In legal practice, it is common to ask courts to grant forms of equitable relief. For instance, if the government is violating the First Amendment, it is common to ask a court to issue an injunction that makes the government immediately cease its actions. While the First Amendment forbids the government from doing certain things, the application of the First Amendment to a particular case requires an equitable remedy. That’s how equity is supposed to work, and it is a good thing.
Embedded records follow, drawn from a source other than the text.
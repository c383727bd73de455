//! End-to-end routing tests over an injected mock backend: authorization,
//! error taxonomy, circuit breaking, and the local `tools/list` surface.

use std::collections::{BTreeSet, HashMap, HashSet};
use std::sync::Arc;
use std::time::Duration;

use async_trait::async_trait;
use parking_lot::Mutex;
use serde_json::{json, Value};

use tg_auth::{LoginService, OAuthRegistry, TokenIssuer};
use tg_domain::config::Config;
use tg_gateway::api::mcp::{handle_rpc, RpcReply};
use tg_gateway::api::principal::Principal;
use tg_gateway::runtime::discovery::DiscoveryService;
use tg_gateway::runtime::health::HealthMonitor;
use tg_gateway::state::AppState;
use tg_mcp_client::protocol::JsonRpcError;
use tg_mcp_client::{McpClientError, ToolBackend, ToolDef};
use tg_rbac::{Permission, PermissionCache, RbacEngine};
use tg_store::{BackendServer, ToolGrant, UserRecord};

// ━━━━━━━━━━━━━━━━━━━━━━━━━━━━━━━━━━━━━━━━━━━━━━━━━━━━━━━━━━━━━━━━━━
// Mock backend
// ━━━━━━━━━━━━━━━━━━━━━━━━━━━━━━━━━━━━━━━━━━━━━━━━━━━━━━━━━━━━━━━━━━

enum MockCall {
    Ok(Value),
    Upstream(JsonRpcError),
    Timeout,
}

#[derive(Default)]
struct MockBackend {
    /// Tools each URL advertises.
    tools: Mutex<HashMap<String, Vec<ToolDef>>>,
    /// URLs whose list/probe calls fail.
    failing: Mutex<HashSet<String>>,
    /// Scripted `tools/call` outcomes keyed by tool name.
    call_outcomes: Mutex<HashMap<String, MockCall>>,
    /// Observability for assertions.
    list_calls: Mutex<HashMap<String, u32>>,
    tool_calls: Mutex<Vec<(String, String, Value)>>,
    disconnects: Mutex<Vec<String>>,
}

impl MockBackend {
    fn serve_tool(&self, url: &str, name: &str) {
        self.tools
            .lock()
            .entry(url.to_string())
            .or_default()
            .push(ToolDef {
                name: name.to_string(),
                description: format!("{name} tool"),
                input_schema: json!({ "type": "object", "properties": {} }),
            });
    }

    fn set_failing(&self, url: &str, failing: bool) {
        if failing {
            self.failing.lock().insert(url.to_string());
        } else {
            self.failing.lock().remove(url);
        }
    }

    fn script_call(&self, tool: &str, outcome: MockCall) {
        self.call_outcomes.lock().insert(tool.to_string(), outcome);
    }

    fn list_count(&self, url: &str) -> u32 {
        self.list_calls.lock().get(url).copied().unwrap_or(0)
    }

    fn recorded_calls(&self) -> Vec<(String, String, Value)> {
        self.tool_calls.lock().clone()
    }
}

#[async_trait]
impl ToolBackend for MockBackend {
    async fn list_tools(&self, url: &str) -> Result<Vec<ToolDef>, McpClientError> {
        *self.list_calls.lock().entry(url.to_string()).or_default() += 1;
        if self.failing.lock().contains(url) {
            return Err(McpClientError::ConnectFailed(url.to_string()));
        }
        Ok(self.tools.lock().get(url).cloned().unwrap_or_default())
    }

    async fn call_tool(
        &self,
        url: &str,
        tool_name: &str,
        arguments: Value,
    ) -> Result<Value, McpClientError> {
        self.tool_calls
            .lock()
            .push((url.to_string(), tool_name.to_string(), arguments));
        match self.call_outcomes.lock().get(tool_name) {
            None => Ok(json!({ "ok": true })),
            Some(MockCall::Ok(value)) => Ok(value.clone()),
            Some(MockCall::Upstream(err)) => Err(McpClientError::Upstream(err.clone())),
            Some(MockCall::Timeout) => Err(McpClientError::Timeout(url.to_string())),
        }
    }

    async fn probe(&self, url: &str) -> Result<(), McpClientError> {
        if self.failing.lock().contains(url) {
            return Err(McpClientError::ConnectFailed(url.to_string()));
        }
        Ok(())
    }

    fn is_initialized(&self, _url: &str) -> bool {
        true
    }

    async fn disconnect(&self, url: &str) {
        self.disconnects.lock().push(url.to_string());
    }
}

// ━━━━━━━━━━━━━━━━━━━━━━━━━━━━━━━━━━━━━━━━━━━━━━━━━━━━━━━━━━━━━━━━━━
// Fixture
// ━━━━━━━━━━━━━━━━━━━━━━━━━━━━━━━━━━━━━━━━━━━━━━━━━━━━━━━━━━━━━━━━━━

struct TestGateway {
    _dir: tempfile::TempDir,
    state: AppState,
    mock: Arc<MockBackend>,
}

fn gateway() -> TestGateway {
    let dir = tempfile::tempdir().unwrap();
    let config = Arc::new(Config::default());
    let store = Arc::new(tg_store::GatewayStore::open(dir.path()).unwrap());
    let rbac = Arc::new(RbacEngine::new(
        store.clone(),
        PermissionCache::new(Duration::from_secs(300), 1000),
    ));
    rbac.ensure_defaults().unwrap();
    let tokens = Arc::new(TokenIssuer::new(b"test-secret".to_vec(), 3600));
    let oauth = Arc::new(OAuthRegistry::new(store.clone()));
    let login = Arc::new(LoginService::new(
        store.clone(),
        rbac.clone(),
        tokens.clone(),
        oauth,
        &config.auth,
    ));
    let mock = Arc::new(MockBackend::default());
    let backend: Arc<dyn ToolBackend> = mock.clone();
    let health = Arc::new(HealthMonitor::new(&config.health));
    let discovery = Arc::new(DiscoveryService::new(
        store.clone(),
        backend.clone(),
        health.clone(),
    ));

    TestGateway {
        _dir: dir,
        state: AppState {
            config,
            store,
            rbac,
            tokens,
            login,
            backend,
            health,
            discovery,
        },
        mock,
    }
}

impl TestGateway {
    fn register_server(&self, server_id: &str, url: &str) {
        self.state.store.save_server(BackendServer {
            server_id: server_id.into(),
            url: url.into(),
            enabled: true,
            created_at: chrono::Utc::now(),
        });
    }

    /// A user holding `tool:execute` through an `ops_<name>` role, plus the
    /// given grants.
    fn operator(&self, email: &str, grants: &[(&str, &str)]) -> Principal {
        let role_name = format!("ops {}", email.split('@').next().unwrap_or(email));
        let role = self
            .state
            .rbac
            .create_role(
                &role_name,
                "",
                BTreeSet::from([Permission::ToolExecute, Permission::ToolView]),
            )
            .unwrap();
        let user = self
            .state
            .rbac
            .create_local_user(email, "pw", None, BTreeSet::from([role.role_id.clone()]))
            .unwrap();
        for (server_id, tool) in grants {
            self.state.rbac.add_tool_grant(ToolGrant {
                role_id: role.role_id.clone(),
                server_id: server_id.to_string(),
                tool_name: tool.to_string(),
            });
        }
        principal_of(&user)
    }

    fn admin(&self) -> Principal {
        let user = self.state.store.get_user_by_email("admin").unwrap();
        principal_of(&user)
    }
}

fn principal_of(user: &UserRecord) -> Principal {
    Principal {
        user_id: user.user_id.clone(),
        email: user.email.clone(),
        name: user.name.clone(),
        provider: user.provider.clone(),
        roles: user.roles.clone(),
    }
}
So is this what the left means today when they talk about equity?
Nope, not even close.
In the context of so-called social justice, which is where the term often appears, this definition appears to fit how the left uses the term: “Equity, in its simplest terms as it relates to racial and social justice, means meeting communities where they are and allocating resources and opportunities as needed to create equal outcomes for all community members.”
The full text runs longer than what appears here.